Browser Container Usage Guide¶
Phase 4.6 - Browser Automation with Pre-Authentication
This guide shows how to use Harombe's browser automation tools with pre-authentication and accessibility-based interaction.
Overview¶
Harombe's browser container provides:
- Pre-authenticated browsing - Credentials injected before agent access
- Accessibility-first - Agent sees semantic tree, not raw HTML/JS
- HITL protection - Destructive actions require human approval
- Session isolation - Each session in separate container
Quick Start¶
1. Install Dependencies¶
# Playwright is required for browser automation
pip install "playwright>=1.40"
# Install browser binaries
python -m playwright install chromium
2. Store Credentials in Vault¶
Store browser credentials in your vault backend:
# Using HashiCorp Vault
vault kv put secrets/browser/github.com \
cookies='[{"name":"user_session","value":"abc123...","domain":".github.com"}]' \
localStorage='{"theme":"dark"}'
# Using SOPS (encrypted file)
# Edit secrets.yaml:
browser:
github.com:
cookies:
- name: user_session
value: abc123...
domain: .github.com
secure: true
httpOnly: true
localStorage:
theme: dark
3. Basic Browser Automation¶
import asyncio
from harombe.security.browser_manager import BrowserContainerManager
from harombe.security.vault import create_vault_backend
from harombe.tools.browser import BrowserTools
async def main():
# Create vault backend
vault = create_vault_backend("vault") # or "sops", "env"
# Create browser manager
manager = BrowserContainerManager(
vault_backend=vault,
session_timeout=300, # 5 minutes
headless=True,
)
# Start browser
await manager.start()
# Create browser tools
tools = BrowserTools(browser_manager=manager)
try:
# Navigate (automatically creates session and injects credentials)

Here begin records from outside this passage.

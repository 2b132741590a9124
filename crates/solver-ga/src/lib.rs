pub mod availability;
pub mod init;
pub mod operators;
pub mod search;

use async_trait::async_trait;
use sched_core::{validate_params, Catalog, SolveEnvelope, SolveError, SolveResult, Solver};

pub use availability::Availability;
pub use search::{GeneticSearch, Individual, SearchOutcome, StopReason};

#[derive(Clone, Copy, Debug, Default)]
pub struct GaSolver;

impl GaSolver {
    pub fn new() -> Self {
        Self
    }
}

/// Validates the envelope, runs the search and packs the best schedule.
/// CPU-bound; call from a blocking context.
pub fn solve_envelope(env: &SolveEnvelope) -> Result<SolveResult, SolveError> {
    validate_params(&env.params)?;
    let catalog = Catalog::new(&env.instance)?;
    let out = GeneticSearch::new(&catalog, &env.params).run()?;
    let best = &out.best;

    Ok(SolveResult {
        status: "solved".into(),
        objective: best.scores.objective,
        fitness: best.fitness,
        assignments: best.schedule.to_rows(&catalog),
        stats: serde_json::json!({
            "method": "ga",
            "population": env.params.population_size,
            "seed": env.params.seed,
            "generations": out.generations,
            "stop_reason": out.stop_reason,
            "best_per_generation": out.best_per_generation,
            "init_restarts": out.init_restarts,
            "discarded_children": out.discarded_children,
            "costs": {
                "group_windows": best.scores.group_windows,
                "lecturer_windows": best.scores.lecturer_windows,
                "time_earliness": best.scores.time_earliness,
                "capacity_fill": best.scores.capacity_fill,
            },
        }),
    })
}

#[async_trait]
impl Solver for GaSolver {
    async fn solve(&self, env: SolveEnvelope) -> anyhow::Result<SolveResult> {
        let res = tokio::task::spawn_blocking(move || solve_envelope(&env)).await??;
        Ok(res)
    }
}

#[cfg(test)]
pub(crate) mod test_support {
    use rand_chacha::rand_core::SeedableRng;
    use rand_chacha::ChaCha8Rng;
    use sched_core::{Assignment, Catalog, GaParams, Instance};

    pub fn instance() -> Instance {
        serde_json::from_value(serde_json::json!({
            "times": [
                {"day": "Monday", "time": 1},
                {"day": "Monday", "time": 2},
                {"day": "Tuesday", "time": 1},
                {"day": "Tuesday", "time": 2}
            ],
            "subjects": [
                {"name": "Math", "hours": 2},
                {"name": "OOP", "hours": 1}
            ],
            "groups": [
                {"title": "K-17", "student_count": 20, "subject_names": ["Math", "OOP"]},
                {"title": "K-18", "student_count": 35, "subject_names": ["Math"]}
            ],
            "lectors": [
                {"name": "Ivanenko", "can_teach": ["Math"]},
                {"name": "Petrenko", "can_teach": ["Math", "OOP"]}
            ],
            "classrooms": [
                {"name": "101", "max_student_count": 40},
                {"name": "02", "max_student_count": 25}
            ]
        }))
        .expect("fixture instance")
    }

    pub fn catalog() -> Catalog {
        Catalog::new(&instance()).expect("fixture catalog")
    }

    /// One group, one subject, one lecturer, one classroom, one timeslot.
    pub fn single_slot_instance() -> Instance {
        serde_json::from_value(serde_json::json!({
            "times": [{"day": "Monday", "time": 1}],
            "subjects": [{"name": "Math", "hours": 1}],
            "groups": [{"title": "G", "student_count": 20, "subject_names": ["Math"]}],
            "lectors": [{"name": "L", "can_teach": ["Math"]}],
            "classrooms": [{"name": "R", "max_student_count": 30}]
        }))
        .expect("single slot instance")
    }

    /// Two groups competing for the only lecturer, classroom and timeslot.
    pub fn two_groups_one_slot_instance() -> Instance {
        serde_json::from_value(serde_json::json!({
            "times": [{"day": "Monday", "time": 1}],
            "subjects": [{"name": "Math", "hours": 1}],
            "groups": [
                {"title": "A", "student_count": 20, "subject_names": ["Math"]},
                {"title": "B", "student_count": 20, "subject_names": ["Math"]}
            ],
            "lectors": [{"name": "L", "can_teach": ["Math"]}],
            "classrooms": [{"name": "R", "max_student_count": 30}]
        }))
        .expect("two groups instance")
    }

    /// Fully bound assignment.
    pub fn complete(
        group: usize,
        subject: usize,
        lecturer: usize,
        classroom: usize,
        slot: usize,
    ) -> Assignment {
        Assignment {
            group,
            subject,
            lecturer: Some(lecturer),
            classroom: Some(classroom),
            slot: Some(slot),
        }
    }

    pub fn rng(seed: u64) -> ChaCha8Rng {
        ChaCha8Rng::seed_from_u64(seed)
    }

    pub fn small_params(seed: u64) -> GaParams {
        GaParams {
            population_size: 12,
            max_generations: 30,
            stagnation_limit: 10,
            tournament_size: 3,
            mutation_probability: 0.5,
            warmup_mutations: 200,
            max_init_attempts: 1000,
            elitism: 1,
            seed,
            ..GaParams::default()
        }
    }
}
mod error;
mod state;
mod telemetry;
pub mod routes {
    pub mod explain;
    pub mod health;
    pub mod jobs;
    pub mod solve;
    pub mod timetable;
    pub mod validate;
}

use anyhow::Context;
use axum::{
    routing::{get, post},
    Router,
};
use tracing_subscriber::{layer::SubscriberExt, util::SubscriberInitExt};

use utoipa::OpenApi;
use utoipa_swagger_ui::SwaggerUi;

#[derive(OpenApi)]
#[openapi(
    paths(
        routes::health::health,
        routes::validate::validate_handler,
        routes::solve::solve,
        routes::jobs::status,
        routes::jobs::result,
        routes::explain::explain,
        routes::timetable::timetable,
    ),
    components(schemas(
        types::Instance, types::Subject, types::Group, types::Lecturer, types::Classroom,
        types::Timeslot, types::Day, types::Period, types::SubjectName, types::GroupTitle,
        types::LecturerName, types::ClassroomName, types::Weights, types::GaParams,
        types::SolveEnvelope, types::SolveResult, types::SessionRow,
        jobs::JobId, jobs::JobStatus,
        routes::validate::ValidationReport,
        routes::solve::JobCreated,
        routes::explain::ExplainIn,
        routes::explain::ExplainOut,
        routes::explain::Costs,
        routes::timetable::TimetableIn
    )),
    tags(
        (name = "timetable", description = "University timetabling API")
    )
)]
struct ApiDoc;

fn app(state: state::AppState, limits: &telemetry::HttpLimits) -> Router {
    let router = Router::new()
        .route("/v1/health", get(routes::health::health))
        .route("/v1/validate", post(routes::validate::validate_handler))
        .route("/v1/solve", post(routes::solve::solve))
        .route("/v1/jobs/:id", get(routes::jobs::status))
        .route("/v1/jobs/:id/result", get(routes::jobs::result))
        .route("/v1/explain", post(routes::explain::explain))
        .route("/v1/timetable", post(routes::timetable::timetable))
        .merge(SwaggerUi::new("/docs").url("/openapi.json", ApiDoc::openapi()))
        .with_state(state);
    telemetry::layered(router, limits)
}

#[tokio::main]
async fn main() -> anyhow::Result<()> {
    tracing_subscriber::registry()
        .with(tracing_subscriber::EnvFilter::try_from_default_env().unwrap_or_else(|_| "info".into()))
        .with(tracing_subscriber::fmt::layer().json())
        .init();

    let port = std::env::var("TIMETABLE__SERVER__PORT").unwrap_or_else(|_| "8080".into());
    let addr: std::net::SocketAddr = format!("0.0.0.0:{port}")
        .parse()
        .with_context(|| format!("invalid listen port {port}"))?;
    let limits = telemetry::HttpLimits::from_env()?;
    tracing::info!(%addr, ?limits, "listening");

    let listener = tokio::net::TcpListener::bind(addr).await?;
    axum::serve(listener, app(state::AppState::new_default(), &limits)).await?;
    Ok(())
}
//! Per-stream state
//!
//! One [`Stream`] per camera: the frame pipe, the attached consumers, and
//! the runtime state the ingest loop and health monitor coordinate through.

use std::collections::HashMap;
use std::sync::{Arc, RwLock as StdRwLock};
use std::time::{Duration, Instant, SystemTime, UNIX_EPOCH};

use serde::Serialize;
use tokio::sync::RwLock;
use tokio_util::sync::CancellationToken;

use crate::pipe::FramePipe;
use crate::registry::client::Client;

/// One ingest pipeline and its consumers
pub struct Stream {
    stream_id: String,
    source_url: String,
    width: u32,
    height: u32,

    /// Bounded pipe between the transcoder reader and the broadcaster
    pipe: FramePipe,

    /// Attached consumers, read-snapshotted by the broadcaster
    clients: RwLock<HashMap<String, Arc<Client>>>,

    /// State shared between ingest loop, health monitor, and stats
    runtime: StdRwLock<Runtime>,

    /// Stops the health monitor at teardown
    health_stop: CancellationToken,
}

struct Runtime {
    /// True while a transcoder subprocess is live
    running: bool,
    /// Total frames read since creation
    frame_count: u64,
    /// Clocks of the most recent frame: monotonic for stall detection,
    /// wall for reporting
    last_frame: Option<(Instant, SystemTime)>,
    /// Most recent transcoder error, for the status endpoint
    last_error: Option<String>,
    /// Transcoder errors since creation
    error_count: u32,
    /// Tears down the current transcoder incarnation when cancelled
    cancel: CancellationToken,
}

impl Stream {
    /// Create a stream; dimensions are immutable afterwards
    pub(crate) fn new(
        stream_id: String,
        source_url: String,
        width: u32,
        height: u32,
        pipe_capacity: usize,
    ) -> Arc<Self> {
        Arc::new(Self {
            stream_id,
            source_url,
            width,
            height,
            pipe: FramePipe::new(pipe_capacity),
            clients: RwLock::new(HashMap::new()),
            runtime: StdRwLock::new(Runtime {
                running: false,
                frame_count: 0,
                last_frame: None,
                last_error: None,
                error_count: 0,
                cancel: CancellationToken::new(),
            }),
            health_stop: CancellationToken::new(),
        })
    }

    pub fn stream_id(&self) -> &str {
        &self.stream_id
    }

    pub fn source_url(&self) -> &str {
        &self.source_url
    }

    pub fn width(&self) -> u32 {
        self.width
    }

    pub fn height(&self) -> u32 {
        self.height
    }

    /// Size in bytes of one raw BGR24 frame
    pub fn frame_size(&self) -> usize {
        self.width as usize * self.height as usize * 3
    }

    pub fn pipe(&self) -> &FramePipe {
        &self.pipe
    }

    pub(crate) fn health_stop(&self) -> &CancellationToken {
        &self.health_stop
    }

    pub fn is_running(&self) -> bool {
        self.runtime.read().unwrap().running
    }

    /// Total frames read since creation
    pub fn frame_count(&self) -> u64 {
        self.runtime.read().unwrap().frame_count
    }

    /// Transcoder errors since creation
    pub fn error_count(&self) -> u32 {
        self.runtime.read().unwrap().error_count
    }

    pub(crate) fn mark_running(&self, running: bool) {
        self.runtime.write().unwrap().running = running;
    }

    /// Record one successfully read frame
    pub(crate) fn record_frame(&self) {
        let mut rt = self.runtime.write().unwrap();
        rt.frame_count += 1;
        rt.last_frame = Some((Instant::now(), SystemTime::now()));
    }

    /// Record a transcoder failure
    pub(crate) fn record_error(&self, message: String) {
        let mut rt = self.runtime.write().unwrap();
        rt.last_error = Some(message);
        rt.error_count += 1;
    }

    /// Token tearing down the current transcoder incarnation
    pub(crate) fn cancel_token(&self) -> CancellationToken {
        self.runtime.read().unwrap().cancel.clone()
    }

    /// Whether the stream is running but has gone `threshold` without a frame.
    /// A running stream that has never produced a frame counts as stalled.
    pub(crate) fn is_stalled(&self, threshold: Duration) -> bool {
        let rt = self.runtime.read().unwrap();
        rt.running
            && rt
                .last_frame
                .map_or(true, |(instant, _)| instant.elapsed() > threshold)
    }

    /// Cancel the current transcoder incarnation and install a fresh token
    /// for its replacement. The stream is not running until the replacement
    /// reports in.
    pub(crate) fn reset_for_restart(&self) -> CancellationToken {
        let mut rt = self.runtime.write().unwrap();
        let old = std::mem::replace(&mut rt.cancel, CancellationToken::new());
        rt.running = false;
        old.cancel();
        rt.cancel.clone()
    }

    /// Tear the stream down: kill the transcoder, stop the health monitor,
    /// close the pipe, and close every consumer exactly once.
    pub(crate) async fn shutdown(&self) {
        self.cancel_token().cancel();
        self.health_stop.cancel();
        self.mark_running(false);
        self.pipe.close();

        let mut clients = self.clients.write().await;
        for (_, client) in clients.drain() {
            client.close();
        }
    }

    pub(crate) async fn insert_client(&self, client: Arc<Client>) {
        self.clients
            .write()
            .await
            .insert(client.client_id().to_string(), client);
    }

    pub(crate) async fn take_client(&self, client_id: &str) -> Option<Arc<Client>> {
        self.clients.write().await.remove(client_id)
    }

    /// Copy the current consumer set; the broadcaster delivers against this
    /// snapshot without holding the map lock.
    pub(crate) async fn snapshot_clients(&self) -> Vec<Arc<Client>> {
        self.clients.read().await.values().cloned().collect()
    }

    pub async fn client_count(&self) -> usize {
        self.clients.read().await.len()
    }

    pub(crate) async fn summary(&self) -> StreamSummary {
        let client_count = self.client_count().await;
        let rt = self.runtime.read().unwrap();
        StreamSummary {
            stream_id: self.stream_id.clone(),
            rtsp_url: self.source_url.clone(),
            is_running: rt.running,
            client_count,
            frame_count: rt.frame_count,
        }
    }

    pub(crate) async fn stats(&self) -> StreamStats {
        let client_count = self.client_count().await;
        let buffer_depth = self.pipe.len();
        let rt = self.runtime.read().unwrap();
        StreamStats {
            stream_id: self.stream_id.clone(),
            rtsp_url: self.source_url.clone(),
            is_running: rt.running,
            frame_count: rt.frame_count,
            last_frame_time: rt.last_frame.map(|(_, wall)| unix_millis(wall)),
            seconds_since_last_frame: rt
                .last_frame
                .map(|(instant, _)| instant.elapsed().as_secs_f64()),
            client_count,
            buffer_depth,
        }
    }

    pub(crate) async fn status(&self) -> StreamStatus {
        let client_count = self.client_count().await;
        let rt = self.runtime.read().unwrap();
        let status = if rt.running {
            "running"
        } else if rt.error_count > 0 {
            "error"
        } else {
            "starting"
        };
        StreamStatus {
            stream_id: self.stream_id.clone(),
            rtsp_url: self.source_url.clone(),
            status,
            is_running: rt.running,
            frame_count: rt.frame_count,
            error_count: rt.error_count,
            last_error: rt.last_error.clone(),
            last_frame_time: rt.last_frame.map(|(_, wall)| unix_millis(wall)),
            seconds_since_last_frame: rt
                .last_frame
                .map(|(instant, _)| instant.elapsed().as_secs_f64()),
            client_count,
        }
    }
}

fn unix_millis(time: SystemTime) -> u64 {
    time.duration_since(UNIX_EPOCH)
        .map(|d| d.as_millis() as u64)
        .unwrap_or(0)
}

/// Per-stream line of the list endpoint
#[derive(Debug, Clone, Serialize)]
pub struct StreamSummary {
    pub stream_id: String,
    pub rtsp_url: String,
    pub is_running: bool,
    pub client_count: usize,
    pub frame_count: u64,
}

/// Stats snapshot for one stream
#[derive(Debug, Clone, Serialize)]
pub struct StreamStats {
    pub stream_id: String,
    pub rtsp_url: String,
    pub is_running: bool,
    pub frame_count: u64,
    /// Wall clock of the most recent frame, Unix milliseconds
    #[serde(skip_serializing_if = "Option::is_none")]
    pub last_frame_time: Option<u64>,
    #[serde(skip_serializing_if = "Option::is_none")]
    pub seconds_since_last_frame: Option<f64>,
    pub client_count: usize,
    /// Frames currently queued in the frame pipe
    pub buffer_depth: usize,
}

/// Status snapshot including error history
#[derive(Debug, Clone, Serialize)]
pub struct StreamStatus {
    pub stream_id: String,
    pub rtsp_url: String,
    pub status: &'static str,
    pub is_running: bool,
    pub frame_count: u64,
    pub error_count: u32,
    #[serde(skip_serializing_if = "Option::is_none")]
    pub last_error: Option<String>,
    #[serde(skip_serializing_if = "Option::is_none")]
    pub last_frame_time: Option<u64>,
    #[serde(skip_serializing_if = "Option::is_none")]
    pub seconds_since_last_frame: Option<f64>,
    pub client_count: usize,
}

#[cfg(test)]
mod tests {
    use super::*;

    fn stream() -> Arc<Stream> {
        Stream::new("cam1".into(), "rtsp://example/1".into(), 64, 48, 4)
    }

    #[test]
    fn test_frame_size() {
        let s = stream();
        assert_eq!(s.frame_size(), 64 * 48 * 3);
    }

    #[test]
    fn test_frame_count_is_monotone() {
        let s = stream();
        assert_eq!(s.runtime.read().unwrap().frame_count, 0);

        s.record_frame();
        s.record_frame();
        let rt = s.runtime.read().unwrap();
        assert_eq!(rt.frame_count, 2);
        assert!(rt.last_frame.is_some());
    }

    #[test]
    fn test_stalled_requires_running() {
        let s = stream();

        // Not running: never stalled, even with no frames
        assert!(!s.is_stalled(Duration::ZERO));

        // Running with no frame yet counts as stalled
        s.mark_running(true);
        assert!(s.is_stalled(Duration::ZERO));

        // A fresh frame clears the stall
        s.record_frame();
        assert!(!s.is_stalled(Duration::from_secs(10)));
    }

    #[test]
    fn test_reset_for_restart_swaps_token() {
        let s = stream();
        s.mark_running(true);
        let old = s.cancel_token();

        let fresh = s.reset_for_restart();

        assert!(old.is_cancelled());
        assert!(!fresh.is_cancelled());
        assert!(!s.is_running());
    }

    #[tokio::test]
    async fn test_shutdown_closes_pipe_and_clients() {
        let s = stream();
        s.mark_running(true);

        let (client, mut rx) = Client::new("client_1".into(), "cam1".into(), 2);
        let client = Arc::new(client);
        s.insert_client(Arc::clone(&client)).await;

        s.shutdown().await;

        assert!(s.pipe().is_closed());
        assert!(s.cancel_token().is_cancelled());
        assert!(s.health_stop().is_cancelled());
        assert!(client.is_closed());
        assert_eq!(s.client_count().await, 0);
        assert!(rx.recv().await.is_none());
    }

    #[tokio::test]
    async fn test_status_labels() {
        let s = stream();
        assert_eq!(s.status().await.status, "starting");

        s.record_error("boom".into());
        assert_eq!(s.status().await.status, "error");

        s.mark_running(true);
        let status = s.status().await;
        assert_eq!(status.status, "running");
        assert_eq!(status.error_count, 1);
        assert_eq!(status.last_error.as_deref(), Some("boom"));
    }
}
//! Transcoder subprocess command construction
//!
//! The server never decodes video itself. A transcoder child process pulls
//! the RTSP source and writes raw BGR24 frames to stdout; this module only
//! knows how to build its command line.

use std::path::PathBuf;

use tokio::process::Command;

use crate::error::{Error, Result};

/// Builds the transcoder command for one ingest attempt.
///
/// Implementations supply the program and arguments; the ingest loop wires
/// stdio and lifetime. Tests substitute a fake that emits deterministic
/// frame-sized blobs.
pub trait Transcoder: Send + Sync {
    /// Command producing raw BGR24 frames of `width*height*3` bytes on
    /// stdout, with diagnostics on stderr
    fn command(&self, source_url: &str, width: u32, height: u32) -> Command;
}

/// FFmpeg-based transcoder: RTSP over TCP in, packed BGR24 on stdout, no
/// audio, no container.
pub struct FfmpegTranscoder {
    program: PathBuf,
}

impl FfmpegTranscoder {
    /// Use the given ffmpeg binary
    pub fn new(program: impl Into<PathBuf>) -> Self {
        Self {
            program: program.into(),
        }
    }

    /// Verify the binary runs at all. Called once at startup; a missing
    /// transcoder is fatal.
    pub async fn probe(&self) -> Result<()> {
        let status = Command::new(&self.program)
            .arg("-version")
            .stdin(std::process::Stdio::null())
            .stdout(std::process::Stdio::null())
            .stderr(std::process::Stdio::null())
            .status()
            .await
            .map_err(|e| {
                Error::TranscoderUnavailable(format!("{}: {}", self.program.display(), e))
            })?;

        if !status.success() {
            return Err(Error::TranscoderUnavailable(format!(
                "{} exited with {}",
                self.program.display(),
                status
            )));
        }
        Ok(())
    }
}

impl Default for FfmpegTranscoder {
    fn default() -> Self {
        Self::new("ffmpeg")
    }
}

impl Transcoder for FfmpegTranscoder {
    fn command(&self, source_url: &str, width: u32, height: u32) -> Command {
        let mut cmd = Command::new(&self.program);
        cmd.arg("-rtsp_transport")
            .arg("tcp")
            .arg("-i")
            .arg(source_url)
            .arg("-vf")
            .arg(format!("scale={}:{}", width, height))
            .arg("-f")
            .arg("rawvideo")
            .arg("-pix_fmt")
            .arg("bgr24")
            .arg("-an")
            .arg("-");
        cmd
    }
}
//! Stream registry for single-ingest fan-out
//!
//! The registry maps stream ids to live ingest pipelines and attaches an
//! arbitrary number of consumers to each. One transcoder subprocess feeds
//! one bounded frame pipe; the broadcaster copies each frame reference to
//! every consumer's bounded send queue.
//!
//! # Architecture
//!
//! ```text
//!                       Arc<StreamRegistry>
//!                  ┌──────────────────────────┐
//!                  │ streams: HashMap<String, │
//!                  │   Arc<Stream> {          │
//!                  │     pipe: FramePipe,     │
//!                  │     clients: HashMap,    │
//!                  │   }                      │
//!                  │ >                        │
//!                  └────────────┬─────────────┘
//!                               │
//!        transcoder stdout ──► ingest ──► FramePipe (drop oldest)
//!                                             │
//!                                        broadcaster
//!                               ┌─────────────┼─────────────┐
//!                               ▼             ▼             ▼
//!                          [Client 1]    [Client 2]    [Client N]
//!                          send queue    send queue    send queue
//!                          (drop newest, per consumer)
//!                               │             │             │
//!                               └──► websocket writer pumps ┘
//! ```
//!
//! # Zero-Copy Design
//!
//! Frames are `bytes::Bytes`, so fan-out clones are reference-counted: all
//! consumer queues share the single allocation the ingest loop produced.

pub mod client;
pub mod error;
pub mod store;
pub mod stream;

pub use client::{Client, SendOutcome};
pub use error::RegistryError;
pub use store::{now_unix_nanos, StreamRegistry};
pub use stream::{Stream, StreamStats, StreamStatus, StreamSummary};
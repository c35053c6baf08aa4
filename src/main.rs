use std::net::SocketAddr;
use std::sync::Arc;

use anyhow::Context;
use tokio::net::TcpListener;
use tracing_subscriber::{layer::SubscriberExt, util::SubscriberInitExt};

use rtsp_fanout::api::{self, AppState};
use rtsp_fanout::{FfmpegTranscoder, ServerConfig, StreamRegistry};

#[tokio::main]
async fn main() -> anyhow::Result<()> {
    tracing_subscriber::registry()
        .with(
            tracing_subscriber::EnvFilter::try_from_default_env()
                .unwrap_or_else(|_| "rtsp_fanout=info,tower_http=info".into()),
        )
        .with(tracing_subscriber::fmt::layer())
        .init();

    let mut config = ServerConfig::default();
    if let Ok(addr) = std::env::var("RTSP_FANOUT_ADDR") {
        let addr: SocketAddr = addr
            .parse()
            .with_context(|| format!("invalid RTSP_FANOUT_ADDR: {addr}"))?;
        config = config.bind(addr);
    }

    let ffmpeg = std::env::var("FFMPEG_PATH").unwrap_or_else(|_| "ffmpeg".into());
    let transcoder = Arc::new(FfmpegTranscoder::new(&ffmpeg));

    // A missing transcoder binary is fatal; nothing can be ingested
    transcoder
        .probe()
        .await
        .context("ffmpeg is not installed or not on PATH")?;

    let registry = Arc::new(StreamRegistry::new(transcoder));
    let state = AppState::new(Arc::clone(&registry), config.clone());

    let listener = TcpListener::bind(config.bind_addr).await?;
    tracing::info!(addr = %config.bind_addr, "rtsp fan-out server listening");

    api::serve_with_shutdown(state, listener, shutdown_signal()).await?;

    tracing::info!("shutting down, stopping all streams");
    registry.stop_all().await;
    tracing::info!("server exited");
    Ok(())
}

async fn shutdown_signal() {
    let ctrl_c = async {
        let _ = tokio::signal::ctrl_c().await;
    };

    #[cfg(unix)]
    let terminate = async {
        match tokio::signal::unix::signal(tokio::signal::unix::SignalKind::terminate()) {
            Ok(mut signal) => {
                signal.recv().await;
            }
            Err(_) => std::future::pending().await,
        }
    };

    #[cfg(not(unix))]
    let terminate = std::future::pending::<()>();

    tokio::select! {
        _ = ctrl_c => {}
        _ = terminate => {}
    }
}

result = await tools.browser_navigate(
url="https://github.com/settings"
)
print(f"Navigated to: {result['url']}")
print(f"Session ID: {result['session_id']}")
# The agent sees accessibility tree, not raw HTML
print(f"Page structure: {result['snapshot']}")
# Click a button
click_result = await tools.browser_click(
session_id=result['session_id'],
role="button",
name="Update profile"
)
# Read page content
read_result = await tools.browser_read(
session_id=result['session_id']
)
print(f"Interactive elements: {read_result['interactive_elements']}")
finally:
# Cleanup
await manager.stop()
if __name__ == "__main__":
asyncio.run(main())
Browser Tools¶
browser_navigate¶
Navigate to a URL with pre-authentication.
Parameters:
url(str, required): URL to navigate tosession_id(str, optional): Existing session ID (creates new if not provided)domain_hint(str, optional): Domain for credential lookup (auto-detected)wait_for(str, optional): Wait condition ("load", "networkidle", "domcontentloaded")
Returns:
{
"success": True,
"url": "https://github.com/settings",
"title": "Settings - GitHub",
"session_id": "sess-abc123",
"snapshot": {
"role": "RootWebArea",
"children": [...]
}
}
Example:
result = await tools.browser_navigate(
url="https://github.com/settings",
wait_for="networkidle" # Wait for all network requests
)
browser_click¶
Click an element using accessibility selector.
Parameters:
session_id(str, required): Browser session IDrole(str, required): ARIA role (button, link, checkbox, etc.)name(str, optional): Accessible name/labelindex(int, optional): Index if multiple matches (default: 0)
Returns:
{
"success": True,
"role": "button",
"name": "Save changes",
"index": 0,
"snapshot": {...},
"url": "https://github.com/settings"
}
Example:
# Click the first "Save" button
await tools.browser_click(
session_id=session_id,
role="button",
name="Save changes"
)
# Click the second "Delete" link (if multiple)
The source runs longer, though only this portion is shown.